Where does monitoring fit with creativity?
Not everyone thinks of monitoring as part of the creative process, but I hope to show that it is. I have written about creativity as a process rather than just a one-off experience and I have explained the first five phases. You might think that the fifth phase, elaboration, was where it finished. You have thought about your project, done the preparation, had inspiration, evaluated it and now you have set it out in detail. Surely, that’s it?
Can you implement without monitoring?
No! You need to look at the way it will work in practice, iron out the wrinkles and make it actually workable. As a writer, this is where I need to edit and proofread my manuscript. I have been appalled at how many mistakes I have found at this stage, however good I thought the draft was, even after a couple or more rewrites!
How does the monitoring phase work?
If it is possible, now is the time for a trial run, a pilot scheme or some other way of trying out your ideas in the real world but keeping your options open.
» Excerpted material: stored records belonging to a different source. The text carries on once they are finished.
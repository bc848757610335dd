//! Pointer input model.

use kurbo::{Point, Vec2};
use serde::{Deserialize, Serialize};

/// Mouse button identifiers.
#[derive(Debug, Clone, Copy, PartialEq, Eq, Hash, Default, Serialize, Deserialize)]
pub enum MouseButton {
    #[default]
    Left,
    Right,
    Middle,
}

/// Modifier keys state.
#[derive(Debug, Clone, Copy, Default, PartialEq, Eq, Serialize, Deserialize)]
#[serde(default)]
pub struct Modifiers {
    pub shift: bool,
    pub ctrl: bool,
    pub alt: bool,
    pub meta: bool,
}

impl Modifiers {
    /// Whether a toggle-selection modifier (shift, ctrl or meta) is held.
    pub fn toggles_selection(&self) -> bool {
        self.shift || self.ctrl || self.meta
    }
}

/// Pointer state handed to drag operations with every call.
///
/// `position` is in page coordinates.
#[derive(Debug, Clone, Copy, Default, PartialEq, Serialize, Deserialize)]
pub struct PointerInput {
    pub position: Point,
    pub button: MouseButton,
    #[serde(default)]
    pub modifiers: Modifiers,
}

impl PointerInput {
    pub fn new(position: Point) -> Self {
        Self {
            position,
            ..Self::default()
        }
    }

    pub fn with_button(mut self, button: MouseButton) -> Self {
        self.button = button;
        self
    }

    pub fn with_modifiers(mut self, modifiers: Modifiers) -> Self {
        self.modifiers = modifiers;
        self
    }
}

/// Pointer event in page coordinates.
#[derive(Debug, Clone, PartialEq, Serialize, Deserialize)]
#[serde(tag = "type", rename_all = "snake_case")]
pub enum PointerEvent {
    Down {
        position: Point,
        #[serde(default)]
        button: MouseButton,
        #[serde(default)]
        modifiers: Modifiers,
    },
    Move {
        position: Point,
        #[serde(default)]
        modifiers: Modifiers,
    },
    Up {
        position: Point,
        #[serde(default)]
        modifiers: Modifiers,
    },
    /// Wheel zoom around `position`; positive `delta.y` zooms out.
    Scroll { position: Point, delta: Vec2 },
}

impl PointerEvent {
    pub fn position(&self) -> Point {
        match self {
            PointerEvent::Down { position, .. }
            | PointerEvent::Move { position, .. }
            | PointerEvent::Up { position, .. }
            | PointerEvent::Scroll { position, .. } => *position,
        }
    }
}

#[cfg(test)]
mod tests {
    use super::*;

    #[test]
    fn test_toggle_modifiers() {
        assert!(!Modifiers::default().toggles_selection());
        assert!(Modifiers { meta: true, ..Default::default() }.toggles_selection());
        assert!(!Modifiers { alt: true, ..Default::default() }.toggles_selection());
    }

    #[test]
    fn test_pointer_event_from_json() {
        let event: PointerEvent =
            serde_json::from_str(r#"{"type":"down","position":{"x":3.0,"y":4.0},"button":"Middle"}"#).unwrap();
        assert_eq!(
            event,
            PointerEvent::Down {
                position: Point::new(3.0, 4.0),
                button: MouseButton::Middle,
                modifiers: Modifiers::default(),
            }
        );
        assert_eq!(event.position(), Point::new(3.0, 4.0));
    }
}
//! Semantic events fired by scene elements to their observers.

use crate::element::ElementId;
use kurbo::Point;
use serde::{Deserialize, Serialize};
use std::fmt;

/// An event together with its payload.
///
/// Element payloads name the other party: `Add(child)` is fired by the container,
/// `Attach(container)` by the child.
#[derive(Debug, Clone, PartialEq, Serialize, Deserialize)]
pub enum Event {
    Add(ElementId),
    Remove(ElementId),
    Attach(ElementId),
    Detach(ElementId),
    /// A child changed its position inside the firing container.
    Displace(ElementId),
    /// The firing element changed its position inside the given container.
    Displaced(ElementId),
    Select,
    Unselect,
    /// New zoom factor of the canvas.
    Zoom(f64),
    Geometry,
    DragStart(Point),
    DragMove(Point),
    DragDrop(Point),
    /// Angle (radians) applied so far by a rotation gesture.
    DragRotated(f64),
    ReceiveDrop(ElementId),
    Dropped(ElementId),
    RevertDrop(ElementId),
    RevertDropped(ElementId),
    ReceiveRotation(ElementId),
    Rotated(f64),
    RevertRotation(ElementId),
    RevertRotated(ElementId),
    ScrollEnd,
}

/// Payload-free discriminant of [`Event`].
#[derive(Debug, Clone, Copy, PartialEq, Eq, Hash, Serialize, Deserialize)]
pub enum EventKind {
    Add,
    Remove,
    Attach,
    Detach,
    Displace,
    Displaced,
    Select,
    Unselect,
    Zoom,
    Geometry,
    DragStart,
    DragMove,
    DragDrop,
    DragRotated,
    ReceiveDrop,
    Dropped,
    RevertDrop,
    RevertDropped,
    ReceiveRotation,
    Rotated,
    RevertRotation,
    RevertRotated,
    ScrollEnd,
}

impl Event {
    /// Get the kind of this event.
    pub fn kind(&self) -> EventKind {
        match self {
            Event::Add(_) => EventKind::Add,
            Event::Remove(_) => EventKind::Remove,
            Event::Attach(_) => EventKind::Attach,
            Event::Detach(_) => EventKind::Detach,
            Event::Displace(_) => EventKind::Displace,
            Event::Displaced(_) => EventKind::Displaced,
            Event::Select => EventKind::Select,
            Event::Unselect => EventKind::Unselect,
            Event::Zoom(_) => EventKind::Zoom,
            Event::Geometry => EventKind::Geometry,
            Event::DragStart(_) => EventKind::DragStart,
            Event::DragMove(_) => EventKind::DragMove,
            Event::DragDrop(_) => EventKind::DragDrop,
            Event::DragRotated(_) => EventKind::DragRotated,
            Event::ReceiveDrop(_) => EventKind::ReceiveDrop,
            Event::Dropped(_) => EventKind::Dropped,
            Event::RevertDrop(_) => EventKind::RevertDrop,
            Event::RevertDropped(_) => EventKind::RevertDropped,
            Event::ReceiveRotation(_) => EventKind::ReceiveRotation,
            Event::Rotated(_) => EventKind::Rotated,
            Event::RevertRotation(_) => EventKind::RevertRotation,
            Event::RevertRotated(_) => EventKind::RevertRotated,
            Event::ScrollEnd => EventKind::ScrollEnd,
        }
    }

    /// The element carried by this event, if any.
    pub fn element(&self) -> Option<ElementId> {
        match self {
            Event::Add(id)
            | Event::Remove(id)
            | Event::Attach(id)
            | Event::Detach(id)
            | Event::Displace(id)
            | Event::Displaced(id)
            | Event::ReceiveDrop(id)
            | Event::Dropped(id)
            | Event::RevertDrop(id)
            | Event::RevertDropped(id)
            | Event::ReceiveRotation(id)
            | Event::RevertRotation(id)
            | Event::RevertRotated(id) => Some(*id),
            _ => None,
        }
    }
}

impl EventKind {
    /// Wire name of the event, as used in scripts and logs.
    pub fn as_str(&self) -> &'static str {
        match self {
            EventKind::Add => "add",
            EventKind::Remove => "remove",
            EventKind::Attach => "attach",
            EventKind::Detach => "detach",
            EventKind::Displace => "displace",
            EventKind::Displaced => "displaced",
            EventKind::Select => "select",
            EventKind::Unselect => "unselect",
            EventKind::Zoom => "zoom",
            EventKind::Geometry => "geometry",
            EventKind::DragStart => "drag-start",
            EventKind::DragMove => "drag-move",
            EventKind::DragDrop => "drag-drop",
            EventKind::DragRotated => "drag-rotated",
            EventKind::ReceiveDrop => "receive-drop",
            EventKind::Dropped => "dropped",
            EventKind::RevertDrop => "revert-drop",
            EventKind::RevertDropped => "revert-dropped",
            EventKind::ReceiveRotation => "receive-rotation",
            EventKind::Rotated => "rotated",
            EventKind::RevertRotation => "revert-rotation",
            EventKind::RevertRotated => "revert-rotated",
            EventKind::ScrollEnd => "scroll-end",
        }
    }
}

impl fmt::Display for EventKind {
    fn fmt(&self, f: &mut fmt::Formatter<'_>) -> fmt::Result {
        f.write_str(self.as_str())
    }
}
Even if you have no option but to implement all in one go, make sure you treat the first few months, perhaps even the first year, as experimental. Monitor everything that may be relevant: costs, sales, output, complaints, errors, feedback from staff and customers. Identify risks you hadn’t thought of before and look at the control measures. Are the controls effective? Are any redundant? Be ready to learn and change things. Pride can get in the way. Remember your aim is to produce as good a final product as possible. Admitting mistakes is a step in the right direction.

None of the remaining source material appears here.